Waiting…Waiting….waiting.

kim

I haven’t posted on here in a while and I really don’t know if there is a real excuse for “not posting” I can only say that I have been terribly bored about me life right now and there is no one way around it. You see that face up there in the thumbnail? That describes my emotions right now ( Even though I don’t know if I can look that good while crying) I am literally making that face at least three times a day, as I ponder out loud “What the hell am I doing with my life?”. It seems I have been asking that question too much since graduation, I keep waiting for some deep epiphany but all I ever get is  the same epiphany I got before. I would say that I feel my faith is growing stronger, it’s a lot like when a married couple goes through trails and difficult times, instead of pulling apart they learn to pull together. That’s what’s going on right now, I am pulling closer to Holy-Spirit as I grow through this season in my life right now where I am just waiting and resting. I am learning to do these three things in this season and I know these three things are working, despite that ugly facial expression.

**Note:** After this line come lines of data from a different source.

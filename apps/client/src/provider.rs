//! Next-card provider boundary.

use async_trait::async_trait;
use reqwest::Client;
use thiserror::Error;

use drill_core::types::{NextCardResponse, PreviousAnswer};

/// Provider failure. Recoverable: the session keeps the last answer and
/// re-issues it on retry.
#[derive(Debug, Error)]
pub enum ProviderError {
    #[error("network error: {0}")]
    Network(String),

    #[error("provider error: {status} - {message}")]
    Backend { status: u16, message: String },

    #[error("parse error: {0}")]
    Parse(String),
}

/// External service supplying the next card and current progress given the
/// previous answer. `previous` is omitted on the very first call of a
/// session.
#[async_trait]
pub trait CardProvider: Send + Sync {
    async fn next_card(
        &self,
        previous: Option<&PreviousAnswer>,
    ) -> Result<NextCardResponse, ProviderError>;
}

/// HTTP implementation against the session REST endpoint.
pub struct HttpCardProvider {
    client: Client,
    base_url: String,
}

impl HttpCardProvider {
    pub fn new(base_url: impl Into<String>) -> Self {
        let base_url: String = base_url.into();
        Self {
            client: Client::new(),
            base_url: base_url.trim_end_matches('/').to_string(),
        }
    }
}

#[async_trait]
impl CardProvider for HttpCardProvider {
    async fn next_card(
        &self,
        previous: Option<&PreviousAnswer>,
    ) -> Result<NextCardResponse, ProviderError> {
        let url = format!("{}/api/v1/session/next-card", self.base_url);

        let mut request = self.client.post(&url);
        if let Some(answer) = previous {
            request = request.json(answer);
        }

        let resp = request
            .send()
            .await
            .map_err(|e| ProviderError::Network(e.to_string()))?;

        if !resp.status().is_success() {
            let status = resp.status().as_u16();
            let body = resp.text().await.unwrap_or_default();
            return Err(ProviderError::Backend {
                status,
                message: error_detail(&body),
            });
        }

        resp.json()
            .await
            .map_err(|e| ProviderError::Parse(e.to_string()))
    }
}

/// Pull the human-readable detail out of a structured error body, falling
/// back to the raw text.
fn error_detail(body: &str) -> String {
    serde_json::from_str::<serde_json::Value>(body)
        .ok()
        .and_then(|value| {
            value
                .get("detail")
                .and_then(|detail| detail.as_str())
                .map(str::to_owned)
        })
        .unwrap_or_else(|| body.to_string())
}
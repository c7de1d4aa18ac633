mod common;

use editor_core::adapter::{display_map, display_metadata, rows_to_tracks, tracks_to_rows};
use editor_core::model::{ActionRecord, Clip, ClipKind, Row, Track, Vec2};
use uuid::Uuid;

use common::video_clip;

fn sample_tracks() -> Vec<Track> {
    let mut video = Track::new("Video 1", ClipKind::Video);
    let mut clip = video_clip(1000, 2000);
    clip.trim_start_ms = 250;
    clip.trim_end_ms = 100;
    clip.transform.position = Vec2::new(64.0, 32.0);
    clip.effects.push(editor_core::model::EffectConfig {
        name: "blur".to_string(),
        params: serde_json::json!({ "radius": 4 }),
    });
    video.add_clip(clip);
    video.add_clip(video_clip(5000, 1500));

    let mut audio = Track::new("Audio 1", ClipKind::Audio);
    audio.add_clip(Clip::create_audio(
        "file:///a.mp3",
        "a.mp3",
        0,
        4000,
        Some(240_000),
    ));
    vec![video, audio]
}

#[test]
fn test_round_trip_preserves_everything() {
    let tracks = sample_tracks();
    let rows = tracks_to_rows(&tracks);
    assert_eq!(rows.len(), 2);
    assert_eq!(rows[0].actions.len(), 2);

    // Timing survives the ms -> secs -> ms round trip exactly, and the
    // non-timing clip fields (trim, source, transform, effects) are
    // preserved from the originals.
    let back = rows_to_tracks(&rows, &tracks);
    assert_eq!(tracks, back);
}

#[test]
fn test_action_timing_is_in_seconds() {
    let tracks = sample_tracks();
    let rows = tracks_to_rows(&tracks);
    let action = &rows[0].actions[0];
    assert_eq!(action.start_secs, 1.0);
    assert_eq!(action.end_secs, 3.0);
    assert_eq!(action.duration_secs(), 2.0);
}

#[test]
fn test_locked_track_actions_are_immutable() {
    let mut tracks = sample_tracks();
    tracks[0].locked = true;
    let rows = tracks_to_rows(&tracks);
    for action in &rows[0].actions {
        assert!(!action.movable);
        assert!(!action.resizable);
    }
    for action in &rows[1].actions {
        assert!(action.movable);
        assert!(action.resizable);
    }
}

#[test]
fn test_row_edit_writes_back_onto_clip() {
    let tracks = sample_tracks();
    let mut rows = tracks_to_rows(&tracks);
    rows[0].actions[0].start_secs = 2.5;
    rows[0].actions[0].end_secs = 4.5;
    rows[0].actions[0].selected = true;

    let back = rows_to_tracks(&rows, &tracks);
    let clip = &back[0].clips[0];
    assert_eq!(clip.start_ms, 2500);
    assert_eq!(clip.duration_ms, 2000);
    assert!(clip.selected);
    // Non-timing fields untouched.
    assert_eq!(clip.trim_start_ms, 250);
    assert_eq!(clip.source, tracks[0].clips[0].source);
}

#[test]
fn test_unknown_action_synthesizes_default_clip() {
    let tracks = sample_tracks();
    let injected = ActionRecord {
        id: Uuid::new_v4(),
        start_secs: 1.0,
        end_secs: 2.0,
        movable: true,
        resizable: true,
        selected: false,
    };
    let rows = vec![Row {
        id: tracks[0].id,
        actions: vec![injected.clone()],
    }];

    let back = rows_to_tracks(&rows, &tracks);
    let clip = &back[0].clips[0];
    assert_eq!(clip.id, injected.id);
    assert_eq!(clip.kind, ClipKind::Video);
    assert_eq!(clip.start_ms, 1000);
    assert_eq!(clip.duration_ms, 1000);
    assert!(clip.source.uri.is_empty());
}

#[test]
fn test_unknown_row_synthesizes_default_track() {
    let rows = vec![Row {
        id: Uuid::new_v4(),
        actions: Vec::new(),
    }];
    let back = rows_to_tracks(&rows, &[]);
    assert_eq!(back.len(), 1);
    assert_eq!(back[0].id, rows[0].id);
    assert_eq!(back[0].kind, ClipKind::Video);
}

#[test]
fn test_display_metadata_name_and_color() {
    let clip = video_clip(0, 1000);
    let meta = display_metadata(&clip);
    assert_eq!(meta.name, "demo.mp4");
    assert_eq!(meta.color, "#3b82f6");

    // Nameless sources fall back to the kind label.
    let unnamed = Clip::new(ClipKind::Audio, 0, 1000);
    let meta = display_metadata(&unnamed);
    assert_eq!(meta.name, "audio");
    assert_eq!(meta.color, "#22c55e");
}

#[test]
fn test_display_map_keyed_by_clip_id() {
    let tracks = sample_tracks();
    let map = display_map(&tracks);
    assert_eq!(map.len(), 3);
    let first = &tracks[0].clips[0];
    assert_eq!(map[&first.id].name, first.source.name);
}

  1. Acknowledge Yahweh in Everything I do
  2. Receive all the nuggets he has for me in this moment
  3. Pray much in the spirit
I also forgot to mention that I am doing my best to eliminate social media, a true waste of time. I am trying to become more aware of what I see and what I do an how it effects me mentally, physically, socially, and spiritually. I just realized I have so much to learn you know, and though I think I am alone I know that I truly am never. I know that if I stay faithful to those three things my life will change drastically, now all I must do is wait.